Campaigners had been due to present a petition to a meeting of the council’s Economic Development and Culture Committee at the Jubilee Library in Brighton on Thursday (18 June).

Instead, the council leader Warren Morgan said: “A petition with over 5,300 signatures by Our Brighton Hippodrome is not being presented today.

Councillor Warren Morgan

Councillor Warren Morgan

“It asks the council to support plans for theatre restoration and to use all available powers and its best endeavours to facilitate such plans.

“I can confirm that we are now in positive discussions with Academy Music Group, the new owner of the Hippodrome, Hippodrome House and the access yard off Ship Street.

“We have agreed to join a stakeholders group with Our Brighton Hippodrome, Brighton Hippodrome CIC, the Theatres Trust, Historic England and the Frank Matcham Society.

“The stakeholder group will work with Academy Music Group to find the best way forward to bring the Hippodrome back to life.

“The council will assist in that process by sharing relevant information for an independent viability assessment.”

One of the campaigners, David Fisher, said on behalf of Our Brighton Hippodrome and Brighton Hippodrome CIC: “This is the moment we have been working towards for the past 18 months.

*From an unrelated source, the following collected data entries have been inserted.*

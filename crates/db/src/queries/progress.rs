// crates/db/src/queries/progress.rs
// Writes and filtered reads of the progress table.

use std::collections::BTreeSet;

use peekaboo_core::{NewProgress, ProgressEntry, ProgressFilter};
use sqlx::sqlite::{Sqlite, SqliteConnection, SqliteRow};
use sqlx::{Connection, QueryBuilder, Row};
use tracing::debug;

use crate::{Database, DbError, DbResult};

/// Columns of a progress row, with NULLs from older files read as empty.
pub(crate) const PROGRESS_COLUMNS: &str = "id, \
    COALESCE(week, 0) AS week, \
    COALESCE(day, 0) AS day, \
    COALESCE(fluidity, 0) AS fluidity, \
    COALESCE(endurance, 0) AS endurance, \
    COALESCE(power, 0) AS power, \
    COALESCE(date, '') AS date, \
    COALESCE(notes, '') AS notes, \
    COALESCE(duration, 0) AS duration";

pub(crate) struct ProgressRow(pub(crate) ProgressEntry);

impl<'r> sqlx::FromRow<'r, SqliteRow> for ProgressRow {
    fn from_row(row: &'r SqliteRow) -> Result<Self, sqlx::Error> {
        Ok(Self(ProgressEntry {
            id: row.try_get("id")?,
            week: row.try_get("week")?,
            day: row.try_get("day")?,
            fluidity: row.try_get("fluidity")?,
            endurance: row.try_get("endurance")?,
            power: row.try_get("power")?,
            date: row.try_get("date")?,
            notes: row.try_get("notes")?,
            duration: row.try_get("duration")?,
        }))
    }
}

/// Row order of a progress listing.
#[derive(Debug, Clone, Copy, PartialEq, Eq)]
enum ProgressOrder {
    /// Most recent first, for the history table.
    NewestFirst,
    /// Curriculum order, for exports and charts.
    Curriculum,
}

impl ProgressOrder {
    fn sql(self) -> &'static str {
        match self {
            ProgressOrder::NewestFirst => " ORDER BY date DESC, week DESC, day DESC",
            ProgressOrder::Curriculum => " ORDER BY week, day",
        }
    }
}

fn filtered_query(filter: &ProgressFilter, order: ProgressOrder) -> QueryBuilder<'_, Sqlite> {
    let mut qb = QueryBuilder::new("SELECT ");
    qb.push(PROGRESS_COLUMNS);
    qb.push(" FROM progress WHERE 1=1");

    if let Some(week) = filter.week {
        qb.push(" AND week = ");
        qb.push_bind(week);
    }
    if let Some(from) = &filter.date_from {
        qb.push(" AND date >= ");
        qb.push_bind(from.as_str());
    }
    if let Some(to) = &filter.date_to {
        qb.push(" AND date <= ");
        qb.push_bind(to.as_str());
    }

    qb.push(order.sql());
    qb
}

async fn insert_row(
    conn: &mut SqliteConnection,
    entry: &NewProgress,
    date: &str,
) -> DbResult<i64> {
    let result = sqlx::query(
        r#"
        INSERT INTO progress (week, day, fluidity, endurance, power, date, notes, duration)
        VALUES (?1, ?2, ?3, ?4, ?5, ?6, ?7, ?8)
        "#,
    )
    .bind(entry.week)
    .bind(entry.day)
    .bind(entry.fluidity)
    .bind(entry.endurance)
    .bind(entry.power)
    .bind(date)
    .bind(&entry.notes)
    .bind(entry.duration)
    .execute(conn)
    .await?;
    Ok(result.last_insert_rowid())
}

/// Delete every progress row and completion marker.
pub(crate) async fn clear_tables(conn: &mut SqliteConnection) -> DbResult<()> {
    let mut tx = conn.begin().await?;
    sqlx::query("DELETE FROM progress").execute(&mut *tx).await?;
    sqlx::query("DELETE FROM sessions").execute(&mut *tx).await?;
    tx.commit().await?;
    Ok(())
}

impl Database {
    /// Record a workout as the only entry for its (week, day).
    ///
    /// Existing rows for the slot are deleted and a new row inserted, so the
    /// slot's id changes on every save. The slot's completion marker is
    /// upserted in the same transaction. Returns the new row id.
    pub async fn insert_or_replace_progress(&self, entry: &NewProgress) -> DbResult<i64> {
        let date = entry.resolved_date();
        let mut conn = self.connect().await?;
        let mut tx = conn.begin().await?;

        sqlx::query("DELETE FROM progress WHERE week = ?1 AND day = ?2")
            .bind(entry.week)
            .bind(entry.day)
            .execute(&mut *tx)
            .await?;

        let id = insert_row(&mut tx, entry, &date).await?;

        sqlx::query(
            r#"
            INSERT INTO sessions (week, day, completed_date, duration)
            VALUES (?1, ?2, ?3, ?4)
            ON CONFLICT(week, day) DO UPDATE SET
                completed_date = excluded.completed_date,
                duration = excluded.duration
            "#,
        )
        .bind(entry.week)
        .bind(entry.day)
        .bind(&date)
        .bind(entry.duration)
        .execute(&mut *tx)
        .await?;

        tx.commit().await?;
        conn.close().await?;

        debug!(week = entry.week, day = entry.day, id, "Progress saved");
        Ok(id)
    }

    /// Record a workout without replacing earlier entries for its slot.
    ///
    /// Week and day are both required. Returns the new row id.
    pub async fn append_progress(&self, entry: &NewProgress) -> DbResult<i64> {
        if !entry.has_slot() {
            return Err(DbError::Validation("Week and day are required".to_string()));
        }

        let date = entry.resolved_date();
        let mut conn = self.connect().await?;
        let id = insert_row(&mut conn, entry, &date).await?;
        conn.close().await?;

        debug!(week = entry.week, day = entry.day, id, "Manual progress added");
        Ok(id)
    }

    /// Delete one entry by id. Returns whether a row was removed.
    ///
    /// The slot's completion marker is left alone.
    pub async fn delete_progress(&self, id: i64) -> DbResult<bool> {
        let mut conn = self.connect().await?;
        let result = sqlx::query("DELETE FROM progress WHERE id = ?1")
            .bind(id)
            .execute(&mut *conn)
            .await?;
        conn.close().await?;
        Ok(result.rows_affected() > 0)
    }

    /// Delete every progress row and completion marker, without a backup.
    pub async fn delete_all_progress(&self) -> DbResult<()> {
        let mut conn = self.connect().await?;
        clear_tables(&mut conn).await?;
        conn.close().await
    }

    /// Entries matching `filter`, most recent first.
    pub async fn query_progress(&self, filter: &ProgressFilter) -> DbResult<Vec<ProgressEntry>> {
        self.fetch_filtered(filter, ProgressOrder::NewestFirst).await
    }

    /// Entries matching `filter`, in curriculum order.
    pub async fn query_progress_for_export(
        &self,
        filter: &ProgressFilter,
    ) -> DbResult<Vec<ProgressEntry>> {
        self.fetch_filtered(filter, ProgressOrder::Curriculum).await
    }

    async fn fetch_filtered(
        &self,
        filter: &ProgressFilter,
        order: ProgressOrder,
    ) -> DbResult<Vec<ProgressEntry>> {
        let mut conn = self.connect().await?;
        let rows: Vec<ProgressRow> = filtered_query(filter, order)
            .build_query_as()
            .fetch_all(&mut *conn)
            .await?;
        conn.close().await?;
        Ok(rows.into_iter().map(|r| r.0).collect())
    }

    /// Slots with at least one logged entry.
    pub async fn completed_slots(&self) -> DbResult<BTreeSet<(i64, i64)>> {
        let mut conn = self.connect().await?;
        let rows: Vec<(i64, i64)> = sqlx::query_as(
            "SELECT DISTINCT week, day FROM progress WHERE week IS NOT NULL AND day IS NOT NULL",
        )
        .fetch_all(&mut *conn)
        .await?;
        conn.close().await?;
        Ok(rows.into_iter().collect())
    }

    /// The most recent entry for one slot.
    pub async fn latest_progress_for_slot(
        &self,
        week: i64,
        day: i64,
    ) -> DbResult<Option<ProgressEntry>> {
        let mut conn = self.connect().await?;
        let sql = format!(
            "SELECT {PROGRESS_COLUMNS} FROM progress WHERE week = ?1 AND day = ?2 \
             ORDER BY date DESC, id DESC LIMIT 1"
        );
        let row: Option<ProgressRow> = sqlx::query_as(&sql)
            .bind(week)
            .bind(day)
            .fetch_optional(&mut *conn)
            .await?;
        conn.close().await?;
        Ok(row.map(|r| r.0))
    }
}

“We are pleased and excited that Academy Music Group is creating this opportunity.

“However, this is not the end of the line, just the first milestone. We shall now be working hard on the business proposition with our stakeholder partners.”

Theatres at risk #1The Academy Music Group’s head of property Russell Duly said: “The Theatres Trust and all other organisations who are involved in this steering committee have our full support.”

The Hippodrome is number one on the Theatres Trust’s Theatre Buildings at Risk Register and is high on Historic England’s Heritage at Risk Register.

Last July the council’s Planning Committee gave permission to convert the Hippodrome into an eight-screen cinema complex with four cafés or restaurants, shops and offices.

But in January the cinema operator Vue pulled out of the project.

Vue’s decision gave the campaigners a lifeline but it will come at a price. The cost of bringing the derelict building back to life will run into millions of pounds. One estimate, five years ago, suggested that the figure could be at least £9 million.

The new freeholder the Academy Music Group and its main shareholder Live Nation are not unfamiliar with the figures. They leased the building in 2007.

But in July 2010 they dropped their plans for a live venue and night club there. While restoration looked costly, soundproofing was expected to add a further £3 million to the bill.

Over the past year and a half the campaigners have made plenty of noise but behind the scenes they have also been quietly doing their homework and learning their lines. Somewhere in the script, the word “funding” will have to appear.

And having waited in the wings for so long, the campaigners now have a chance to take centre stage, set the scene and even try to call the tune.

They are currently top of the bill and this is their chance to play to the audience and shape the Hippodrome’s future.